» PROBLEM TO SOLVE
Could you write out all of the data again, word for word?

---------- DATA TO PROCESS ----------

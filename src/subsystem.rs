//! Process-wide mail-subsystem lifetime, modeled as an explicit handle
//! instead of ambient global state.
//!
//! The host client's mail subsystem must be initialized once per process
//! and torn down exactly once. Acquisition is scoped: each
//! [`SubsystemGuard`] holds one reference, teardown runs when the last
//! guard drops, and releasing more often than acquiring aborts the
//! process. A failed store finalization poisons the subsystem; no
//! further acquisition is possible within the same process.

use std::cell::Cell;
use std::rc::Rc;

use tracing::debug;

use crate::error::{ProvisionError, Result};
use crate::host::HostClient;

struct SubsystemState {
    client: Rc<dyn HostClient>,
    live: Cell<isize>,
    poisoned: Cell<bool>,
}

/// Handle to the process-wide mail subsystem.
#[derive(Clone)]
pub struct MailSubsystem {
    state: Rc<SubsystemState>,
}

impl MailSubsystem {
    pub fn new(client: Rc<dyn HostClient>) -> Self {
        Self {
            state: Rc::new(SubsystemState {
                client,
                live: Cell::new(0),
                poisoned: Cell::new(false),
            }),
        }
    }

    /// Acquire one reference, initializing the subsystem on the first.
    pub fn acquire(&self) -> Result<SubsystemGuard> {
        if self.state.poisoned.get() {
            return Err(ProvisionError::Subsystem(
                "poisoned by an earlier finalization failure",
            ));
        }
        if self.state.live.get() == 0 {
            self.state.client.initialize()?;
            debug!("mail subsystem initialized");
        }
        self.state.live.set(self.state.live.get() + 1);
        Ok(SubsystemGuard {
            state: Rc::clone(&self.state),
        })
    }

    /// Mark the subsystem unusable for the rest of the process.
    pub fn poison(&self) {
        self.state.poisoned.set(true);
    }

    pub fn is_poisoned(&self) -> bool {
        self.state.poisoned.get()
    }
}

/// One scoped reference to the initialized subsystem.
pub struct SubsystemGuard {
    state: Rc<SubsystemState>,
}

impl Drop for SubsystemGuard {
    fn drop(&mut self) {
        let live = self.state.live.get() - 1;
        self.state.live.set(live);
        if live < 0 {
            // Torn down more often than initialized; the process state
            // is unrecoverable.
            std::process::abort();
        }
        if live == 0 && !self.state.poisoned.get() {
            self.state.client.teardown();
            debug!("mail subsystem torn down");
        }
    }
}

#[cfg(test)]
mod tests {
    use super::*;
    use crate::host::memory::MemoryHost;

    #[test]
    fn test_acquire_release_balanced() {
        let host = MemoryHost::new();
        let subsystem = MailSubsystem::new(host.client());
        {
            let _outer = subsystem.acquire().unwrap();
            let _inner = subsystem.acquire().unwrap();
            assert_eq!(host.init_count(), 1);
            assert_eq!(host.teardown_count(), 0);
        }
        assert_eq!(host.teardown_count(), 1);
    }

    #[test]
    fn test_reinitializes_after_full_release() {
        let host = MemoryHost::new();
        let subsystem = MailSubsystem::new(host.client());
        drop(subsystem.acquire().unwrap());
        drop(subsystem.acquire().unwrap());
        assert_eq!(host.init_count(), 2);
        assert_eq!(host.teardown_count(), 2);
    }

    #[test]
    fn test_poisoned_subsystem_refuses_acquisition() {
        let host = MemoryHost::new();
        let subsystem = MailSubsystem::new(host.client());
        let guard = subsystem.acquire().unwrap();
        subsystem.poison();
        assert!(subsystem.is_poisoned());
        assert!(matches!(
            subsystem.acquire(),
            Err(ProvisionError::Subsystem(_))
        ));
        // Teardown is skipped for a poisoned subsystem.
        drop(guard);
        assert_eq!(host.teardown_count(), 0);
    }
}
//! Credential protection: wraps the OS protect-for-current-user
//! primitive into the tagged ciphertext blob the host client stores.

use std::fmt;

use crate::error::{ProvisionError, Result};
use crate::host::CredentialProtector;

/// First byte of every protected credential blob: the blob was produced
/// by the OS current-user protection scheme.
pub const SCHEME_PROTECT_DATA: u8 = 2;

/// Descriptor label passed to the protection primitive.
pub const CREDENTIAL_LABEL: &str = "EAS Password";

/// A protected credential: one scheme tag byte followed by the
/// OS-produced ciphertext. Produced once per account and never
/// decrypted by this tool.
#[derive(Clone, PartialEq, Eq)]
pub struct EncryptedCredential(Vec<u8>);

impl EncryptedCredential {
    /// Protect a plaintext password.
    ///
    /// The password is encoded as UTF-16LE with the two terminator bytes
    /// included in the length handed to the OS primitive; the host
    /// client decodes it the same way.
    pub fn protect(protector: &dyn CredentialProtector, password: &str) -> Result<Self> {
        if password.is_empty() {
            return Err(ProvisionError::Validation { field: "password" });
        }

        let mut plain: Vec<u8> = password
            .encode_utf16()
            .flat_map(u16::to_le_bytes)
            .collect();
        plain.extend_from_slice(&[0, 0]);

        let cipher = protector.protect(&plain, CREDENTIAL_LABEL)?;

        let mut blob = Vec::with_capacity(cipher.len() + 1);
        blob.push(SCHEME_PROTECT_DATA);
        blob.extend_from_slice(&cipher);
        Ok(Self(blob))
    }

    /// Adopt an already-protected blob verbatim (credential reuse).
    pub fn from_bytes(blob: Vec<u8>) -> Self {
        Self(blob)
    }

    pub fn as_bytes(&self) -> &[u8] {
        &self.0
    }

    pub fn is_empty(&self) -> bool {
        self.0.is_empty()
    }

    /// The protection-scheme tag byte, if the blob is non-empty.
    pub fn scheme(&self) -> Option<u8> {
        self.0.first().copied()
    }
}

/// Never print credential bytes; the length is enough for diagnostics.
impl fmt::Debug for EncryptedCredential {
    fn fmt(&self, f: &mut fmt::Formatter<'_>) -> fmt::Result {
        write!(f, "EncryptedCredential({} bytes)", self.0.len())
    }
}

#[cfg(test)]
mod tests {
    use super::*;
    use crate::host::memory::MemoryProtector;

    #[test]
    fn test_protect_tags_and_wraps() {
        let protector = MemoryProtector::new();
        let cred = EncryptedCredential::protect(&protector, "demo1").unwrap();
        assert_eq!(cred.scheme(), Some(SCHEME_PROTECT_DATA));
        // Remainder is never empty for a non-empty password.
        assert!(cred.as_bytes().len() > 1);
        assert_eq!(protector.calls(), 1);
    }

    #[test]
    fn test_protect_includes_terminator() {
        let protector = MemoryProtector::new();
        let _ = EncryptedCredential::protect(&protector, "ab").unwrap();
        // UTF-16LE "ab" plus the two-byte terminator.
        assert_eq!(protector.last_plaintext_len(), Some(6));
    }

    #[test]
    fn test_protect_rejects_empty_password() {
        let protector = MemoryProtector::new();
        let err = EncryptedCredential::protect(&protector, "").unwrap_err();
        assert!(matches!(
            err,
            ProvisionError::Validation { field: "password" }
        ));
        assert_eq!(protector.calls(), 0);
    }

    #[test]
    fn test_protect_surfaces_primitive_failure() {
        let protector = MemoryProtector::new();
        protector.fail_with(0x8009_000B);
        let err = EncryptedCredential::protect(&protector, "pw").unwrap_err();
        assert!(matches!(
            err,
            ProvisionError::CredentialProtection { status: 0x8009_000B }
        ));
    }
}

----------

» SOLUTION TO THE PROBLEM
filename src/subsystem.rs
//! Process-wide mail-subsystem lifetime, modeled as an explicit handle
//! instead of ambient global state.
//!
//! The host client's mail subsystem must be initialized once per process
//! and torn down exactly once. Acquisition is scoped: each
//! [`SubsystemGuard`] holds one reference, teardown runs when the last
//! guard drops, and releasing more often than acquiring aborts the
//! process. A failed store finalization poisons the subsystem; no
//! further acquisition is possible within the same process.

use std::cell::Cell;
use std::rc::Rc;

use tracing::debug;

use crate::error::{ProvisionError, Result};
use crate::host::HostClient;

struct SubsystemState {
    client: Rc<dyn HostClient>,
    live: Cell<isize>,
    poisoned: Cell<bool>,
}

/// Handle to the process-wide mail subsystem.
#[derive(Clone)]
pub struct MailSubsystem {
    state: Rc<SubsystemState>,
}

impl MailSubsystem {
    pub fn new(client: Rc<dyn HostClient>) -> Self {
        Self {
            state: Rc::new(SubsystemState {
                client,
                live: Cell::new(0),
                poisoned: Cell::new(false),
            }),
        }
    }

    /// Acquire one reference, initializing the subsystem on the first.
    pub fn acquire(&self) -> Result<SubsystemGuard> {
        if self.state.poisoned.get() {
            return Err(ProvisionError::Subsystem(
                "poisoned by an earlier finalization failure",
            ));
        }
        if self.state.live.get() == 0 {
            self.state.client.initialize()?;
            debug!("mail subsystem initialized");
        }
        self.state.live.set(self.state.live.get() + 1);
        Ok(SubsystemGuard {
            state: Rc::clone(&self.state),
        })
    }

    /// Mark the subsystem unusable for the rest of the process.
    pub fn poison(&self) {
        self.state.poisoned.set(true);
    }

    pub fn is_poisoned(&self) -> bool {
        self.state.poisoned.get()
    }
}

/// One scoped reference to the initialized subsystem.
pub struct SubsystemGuard {
    state: Rc<SubsystemState>,
}

impl Drop for SubsystemGuard {
    fn drop(&mut self) {
        let live = self.state.live.get() - 1;
        self.state.live.set(live);
        if live < 0 {
            // Torn down more often than initialized; the process state
            // is unrecoverable.
            std::process::abort();
        }
        if live == 0 && !self.state.poisoned.get() {
            self.state.client.teardown();
            debug!("mail subsystem torn down");
        }
    }
}

#[cfg(test)]
mod tests {
    use super::*;
    use crate::host::memory::MemoryHost;

    #[test]
    fn test_acquire_release_balanced() {
        let host = MemoryHost::new();
        let subsystem = MailSubsystem::new(host.client());
        {
            let _outer = subsystem.acquire().unwrap();
            let _inner = subsystem.acquire().unwrap();
            assert_eq!(host.init_count(), 1);
            assert_eq!(host.teardown_count(), 0);
        }
        assert_eq!(host.teardown_count(), 1);
    }

    #[test]
    fn test_reinitializes_after_full_release() {
        let host = MemoryHost::new();
        let subsystem = MailSubsystem::new(host.client());
        drop(subsystem.acquire().unwrap());
        drop(subsystem.acquire().unwrap());
        assert_eq!(host.init_count(), 2);
        assert_eq!(host.teardown_count(), 2);
    }

    #[test]
    fn test_poisoned_subsystem_refuses_acquisition() {
        let host = MemoryHost::new();
        let subsystem = MailSubsystem::new(host.client());
        let guard = subsystem.acquire().unwrap();
        subsystem.poison();
        assert!(subsystem.is_poisoned());
        assert!(matches!(
            subsystem.acquire(),
            Err(ProvisionError::Subsystem(_))
        ));
        // Teardown is skipped for a poisoned subsystem.
        drop(guard);
        assert_eq!(host.teardown_count(), 0);
    }
}
//! Credential protection: wraps the OS protect-for-current-user
//! primitive into the tagged ciphertext blob the host client stores.

use std::fmt;

use crate::error::{ProvisionError, Result};
use crate::host::CredentialProtector;

/// First byte of every protected credential blob: the blob was produced
/// by the OS current-user protection scheme.
pub const SCHEME_PROTECT_DATA: u8 = 2;

/// Descriptor label passed to the protection primitive.
pub const CREDENTIAL_LABEL: &str = "EAS Password";

/// A protected credential: one scheme tag byte followed by the
/// OS-produced ciphertext. Produced once per account and never
/// decrypted by this tool.
#[derive(Clone, PartialEq, Eq)]
pub struct EncryptedCredential(Vec<u8>);

impl EncryptedCredential {
    /// Protect a plaintext password.
    ///
    /// The password is encoded as UTF-16LE with the two terminator bytes
    /// included in the length handed to the OS primitive; the host
    /// client decodes it the same way.
    pub fn protect(protector: &dyn CredentialProtector, password: &str) -> Result<Self> {
        if password.is_empty() {
            return Err(ProvisionError::Validation { field: "password" });
        }

        let mut plain: Vec<u8> = password
            .encode_utf16()
            .flat_map(u16::to_le_bytes)
            .collect();
        plain.extend_from_slice(&[0, 0]);

        let cipher = protector.protect(&plain, CREDENTIAL_LABEL)?;

        let mut blob = Vec::with_capacity(cipher.len() + 1);
        blob.push(SCHEME_PROTECT_DATA);
        blob.extend_from_slice(&cipher);
        Ok(Self(blob))
    }

    /// Adopt an already-protected blob verbatim (credential reuse).
    pub fn from_bytes(blob: Vec<u8>) -> Self {
        Self(blob)
    }

    pub fn as_bytes(&self) -> &[u8] {
        &self.0
    }

    pub fn is_empty(&self) -> bool {
        self.0.is_empty()
    }

    /// The protection-scheme tag byte, if the blob is non-empty.
    pub fn scheme(&self) -> Option<u8> {
        self.0.first().copied()
    }
}

/// Never print credential bytes; the length is enough for diagnostics.
impl fmt::Debug for EncryptedCredential {
    fn fmt(&self, f: &mut fmt::Formatter<'_>) -> fmt::Result {
        write!(f, "EncryptedCredential({} bytes)", self.0.len())
    }
}

#[cfg(test)]
mod tests {
    use super::*;
    use crate::host::memory::MemoryProtector;

    #[test]
    fn test_protect_tags_and_wraps() {
        let protector = MemoryProtector::new();
        let cred = EncryptedCredential::protect(&protector, "demo1").unwrap();
        assert_eq!(cred.scheme(), Some(SCHEME_PROTECT_DATA));
        // Remainder is never empty for a non-empty password.
        assert!(cred.as_bytes().len() > 1);
        assert_eq!(protector.calls(), 1);
    }

    #[test]
    fn test_protect_includes_terminator() {
        let protector = MemoryProtector::new();
        let _ = EncryptedCredential::protect(&protector, "ab").unwrap();
        // UTF-16LE "ab" plus the two-byte terminator.
        assert_eq!(protector.last_plaintext_len(), Some(6));
    }

    #[test]
    fn test_protect_rejects_empty_password() {
        let protector = MemoryProtector::new();
        let err = EncryptedCredential::protect(&protector, "").unwrap_err();
        assert!(matches!(
            err,
            ProvisionError::Validation { field: "password" }
        ));
        assert_eq!(protector.calls(), 0);
    }

    #[test]
    fn test_protect_surfaces_primitive_failure() {
        let protector = MemoryProtector::new();
        protector.fail_with(0x8009_000B);
        let err = EncryptedCredential::protect(&protector, "pw").unwrap_err();
        assert!(matches!(
            err,
            ProvisionError::CredentialProtection { status: 0x8009_000B }
        ));
    }
}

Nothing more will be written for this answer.